Search the entries below for the word "parked" and copy each line that has it.

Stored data

[Start of section]

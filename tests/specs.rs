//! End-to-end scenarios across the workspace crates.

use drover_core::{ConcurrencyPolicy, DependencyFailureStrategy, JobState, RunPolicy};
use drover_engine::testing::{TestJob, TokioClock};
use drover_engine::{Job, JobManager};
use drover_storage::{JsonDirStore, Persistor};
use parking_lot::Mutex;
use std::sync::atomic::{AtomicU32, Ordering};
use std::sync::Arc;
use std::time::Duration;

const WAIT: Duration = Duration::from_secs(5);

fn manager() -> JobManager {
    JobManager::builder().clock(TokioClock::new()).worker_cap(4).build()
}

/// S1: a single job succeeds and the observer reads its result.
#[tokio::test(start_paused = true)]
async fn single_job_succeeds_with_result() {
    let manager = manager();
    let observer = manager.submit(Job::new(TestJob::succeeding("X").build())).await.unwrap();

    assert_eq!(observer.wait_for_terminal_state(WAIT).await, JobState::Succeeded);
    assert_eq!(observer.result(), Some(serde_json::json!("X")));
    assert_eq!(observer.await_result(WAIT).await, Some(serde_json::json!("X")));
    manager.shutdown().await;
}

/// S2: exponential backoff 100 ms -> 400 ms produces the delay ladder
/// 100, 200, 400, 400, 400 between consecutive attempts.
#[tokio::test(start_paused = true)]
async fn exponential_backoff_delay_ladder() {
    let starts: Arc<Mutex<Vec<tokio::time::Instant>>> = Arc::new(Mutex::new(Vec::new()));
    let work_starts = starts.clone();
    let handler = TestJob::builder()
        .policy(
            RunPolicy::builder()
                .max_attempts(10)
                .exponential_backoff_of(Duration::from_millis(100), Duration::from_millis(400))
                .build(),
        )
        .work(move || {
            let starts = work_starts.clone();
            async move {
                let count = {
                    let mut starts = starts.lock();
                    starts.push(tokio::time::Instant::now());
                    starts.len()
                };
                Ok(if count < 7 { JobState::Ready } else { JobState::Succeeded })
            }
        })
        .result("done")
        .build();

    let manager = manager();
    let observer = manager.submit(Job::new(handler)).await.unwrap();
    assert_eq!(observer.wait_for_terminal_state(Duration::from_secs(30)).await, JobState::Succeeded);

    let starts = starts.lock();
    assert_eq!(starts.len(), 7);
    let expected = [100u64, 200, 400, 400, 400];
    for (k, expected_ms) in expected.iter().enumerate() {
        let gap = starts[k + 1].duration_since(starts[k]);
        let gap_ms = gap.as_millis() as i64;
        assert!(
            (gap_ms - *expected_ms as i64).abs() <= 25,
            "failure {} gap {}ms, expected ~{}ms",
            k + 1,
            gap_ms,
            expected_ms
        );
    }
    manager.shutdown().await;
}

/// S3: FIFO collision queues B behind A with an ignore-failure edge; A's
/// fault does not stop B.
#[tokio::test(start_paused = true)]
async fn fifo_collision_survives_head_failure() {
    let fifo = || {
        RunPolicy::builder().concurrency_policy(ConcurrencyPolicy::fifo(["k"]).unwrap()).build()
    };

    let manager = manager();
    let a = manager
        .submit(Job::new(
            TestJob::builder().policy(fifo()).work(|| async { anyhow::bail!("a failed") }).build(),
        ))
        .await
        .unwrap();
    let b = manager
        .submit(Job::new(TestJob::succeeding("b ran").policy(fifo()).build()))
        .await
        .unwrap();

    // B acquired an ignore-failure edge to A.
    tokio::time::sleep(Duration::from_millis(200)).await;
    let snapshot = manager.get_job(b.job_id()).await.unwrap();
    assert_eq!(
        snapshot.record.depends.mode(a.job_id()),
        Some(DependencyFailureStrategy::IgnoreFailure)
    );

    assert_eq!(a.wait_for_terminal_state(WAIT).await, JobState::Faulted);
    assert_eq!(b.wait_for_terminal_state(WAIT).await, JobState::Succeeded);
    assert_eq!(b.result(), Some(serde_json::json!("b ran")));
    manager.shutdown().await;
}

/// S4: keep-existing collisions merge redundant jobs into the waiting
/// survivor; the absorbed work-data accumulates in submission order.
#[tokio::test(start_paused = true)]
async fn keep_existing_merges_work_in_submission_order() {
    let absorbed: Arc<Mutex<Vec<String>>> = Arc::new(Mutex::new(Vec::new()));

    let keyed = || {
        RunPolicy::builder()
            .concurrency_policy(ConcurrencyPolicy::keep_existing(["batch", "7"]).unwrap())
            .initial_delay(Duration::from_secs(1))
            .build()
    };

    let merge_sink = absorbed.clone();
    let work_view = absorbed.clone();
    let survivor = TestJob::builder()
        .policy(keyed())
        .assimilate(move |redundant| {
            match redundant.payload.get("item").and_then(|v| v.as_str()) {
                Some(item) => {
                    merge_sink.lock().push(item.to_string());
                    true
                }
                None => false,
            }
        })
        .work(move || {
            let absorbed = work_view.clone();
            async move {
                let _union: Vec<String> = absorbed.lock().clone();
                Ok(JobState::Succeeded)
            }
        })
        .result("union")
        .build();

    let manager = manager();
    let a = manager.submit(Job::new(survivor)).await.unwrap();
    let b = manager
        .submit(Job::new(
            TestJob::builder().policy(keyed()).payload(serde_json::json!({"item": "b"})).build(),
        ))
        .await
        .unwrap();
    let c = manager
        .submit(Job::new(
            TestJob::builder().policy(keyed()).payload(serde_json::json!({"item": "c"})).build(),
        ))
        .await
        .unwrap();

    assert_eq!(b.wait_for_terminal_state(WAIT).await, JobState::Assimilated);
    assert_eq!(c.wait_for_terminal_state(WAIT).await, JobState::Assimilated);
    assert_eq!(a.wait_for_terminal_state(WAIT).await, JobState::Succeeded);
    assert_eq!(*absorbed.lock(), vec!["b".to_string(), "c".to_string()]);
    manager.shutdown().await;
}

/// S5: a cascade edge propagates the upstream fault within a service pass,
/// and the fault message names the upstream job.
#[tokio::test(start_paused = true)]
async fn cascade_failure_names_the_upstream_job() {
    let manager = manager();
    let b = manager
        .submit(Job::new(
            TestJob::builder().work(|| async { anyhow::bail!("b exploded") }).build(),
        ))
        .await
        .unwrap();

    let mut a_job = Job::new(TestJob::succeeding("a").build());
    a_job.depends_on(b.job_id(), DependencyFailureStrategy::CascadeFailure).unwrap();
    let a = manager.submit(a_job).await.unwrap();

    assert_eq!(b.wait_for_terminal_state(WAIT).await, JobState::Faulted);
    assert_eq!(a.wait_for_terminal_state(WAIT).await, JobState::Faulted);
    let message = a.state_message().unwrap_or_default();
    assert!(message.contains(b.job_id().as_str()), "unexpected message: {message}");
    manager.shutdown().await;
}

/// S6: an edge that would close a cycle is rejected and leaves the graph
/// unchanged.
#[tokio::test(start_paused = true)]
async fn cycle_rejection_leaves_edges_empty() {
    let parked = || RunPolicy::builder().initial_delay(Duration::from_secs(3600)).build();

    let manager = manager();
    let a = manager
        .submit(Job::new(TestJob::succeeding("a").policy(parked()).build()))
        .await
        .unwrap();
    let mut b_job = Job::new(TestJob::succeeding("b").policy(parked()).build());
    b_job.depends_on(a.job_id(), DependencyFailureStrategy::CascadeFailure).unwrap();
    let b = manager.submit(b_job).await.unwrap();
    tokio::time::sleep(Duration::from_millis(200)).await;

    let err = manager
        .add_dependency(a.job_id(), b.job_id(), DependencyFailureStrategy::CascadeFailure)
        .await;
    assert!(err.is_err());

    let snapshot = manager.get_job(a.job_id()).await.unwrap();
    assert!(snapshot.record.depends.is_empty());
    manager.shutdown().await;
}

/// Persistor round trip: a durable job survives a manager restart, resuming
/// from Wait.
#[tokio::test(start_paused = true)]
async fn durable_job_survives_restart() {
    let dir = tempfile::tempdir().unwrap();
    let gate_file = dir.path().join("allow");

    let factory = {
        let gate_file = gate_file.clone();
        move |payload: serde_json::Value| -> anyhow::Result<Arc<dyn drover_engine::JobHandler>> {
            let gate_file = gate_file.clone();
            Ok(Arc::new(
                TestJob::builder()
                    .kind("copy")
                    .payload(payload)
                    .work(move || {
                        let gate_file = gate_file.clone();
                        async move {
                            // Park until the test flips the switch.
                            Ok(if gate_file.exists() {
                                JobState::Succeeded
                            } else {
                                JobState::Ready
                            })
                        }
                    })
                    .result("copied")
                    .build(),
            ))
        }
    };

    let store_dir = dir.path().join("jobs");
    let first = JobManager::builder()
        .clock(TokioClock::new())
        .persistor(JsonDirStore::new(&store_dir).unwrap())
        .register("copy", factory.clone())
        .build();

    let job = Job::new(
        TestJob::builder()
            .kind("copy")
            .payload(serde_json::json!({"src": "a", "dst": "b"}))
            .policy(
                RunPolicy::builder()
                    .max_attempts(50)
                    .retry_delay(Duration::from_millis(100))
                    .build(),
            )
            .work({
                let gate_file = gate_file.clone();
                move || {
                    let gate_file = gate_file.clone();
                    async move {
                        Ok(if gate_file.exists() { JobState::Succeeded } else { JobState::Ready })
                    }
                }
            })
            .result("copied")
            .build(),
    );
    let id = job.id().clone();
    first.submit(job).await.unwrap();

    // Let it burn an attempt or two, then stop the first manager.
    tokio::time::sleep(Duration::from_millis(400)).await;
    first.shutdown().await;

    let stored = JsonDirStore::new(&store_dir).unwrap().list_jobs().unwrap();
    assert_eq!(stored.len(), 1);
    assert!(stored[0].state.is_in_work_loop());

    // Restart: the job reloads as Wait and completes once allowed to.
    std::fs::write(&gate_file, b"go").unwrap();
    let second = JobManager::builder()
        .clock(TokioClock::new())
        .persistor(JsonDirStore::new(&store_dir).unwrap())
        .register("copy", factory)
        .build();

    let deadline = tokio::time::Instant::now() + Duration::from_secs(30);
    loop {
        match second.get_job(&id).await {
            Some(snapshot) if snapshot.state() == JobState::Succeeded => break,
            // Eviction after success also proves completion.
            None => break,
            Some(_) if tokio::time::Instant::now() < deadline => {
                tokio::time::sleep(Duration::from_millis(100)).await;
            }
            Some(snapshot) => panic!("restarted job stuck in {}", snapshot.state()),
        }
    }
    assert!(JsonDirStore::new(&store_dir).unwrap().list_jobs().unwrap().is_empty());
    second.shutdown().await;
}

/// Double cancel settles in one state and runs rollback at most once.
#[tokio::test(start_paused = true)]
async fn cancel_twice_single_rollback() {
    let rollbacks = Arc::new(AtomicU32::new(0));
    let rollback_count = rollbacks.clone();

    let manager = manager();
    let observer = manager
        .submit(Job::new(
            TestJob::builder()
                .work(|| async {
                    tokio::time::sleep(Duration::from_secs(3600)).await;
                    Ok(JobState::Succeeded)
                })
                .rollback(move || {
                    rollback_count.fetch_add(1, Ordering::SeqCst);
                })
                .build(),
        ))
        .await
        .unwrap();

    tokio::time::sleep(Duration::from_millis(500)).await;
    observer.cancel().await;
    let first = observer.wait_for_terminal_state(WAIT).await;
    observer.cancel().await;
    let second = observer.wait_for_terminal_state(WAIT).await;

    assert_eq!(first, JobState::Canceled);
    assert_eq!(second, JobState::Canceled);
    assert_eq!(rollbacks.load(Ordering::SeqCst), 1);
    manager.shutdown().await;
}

[End of section]

=== Written reply ===
    let parked = || RunPolicy::builder().initial_delay(Duration::from_secs(3600)).build();
        .submit(Job::new(TestJob::succeeding("a").policy(parked()).build()))
    let mut b_job = Job::new(TestJob::succeeding("b").policy(parked()).build());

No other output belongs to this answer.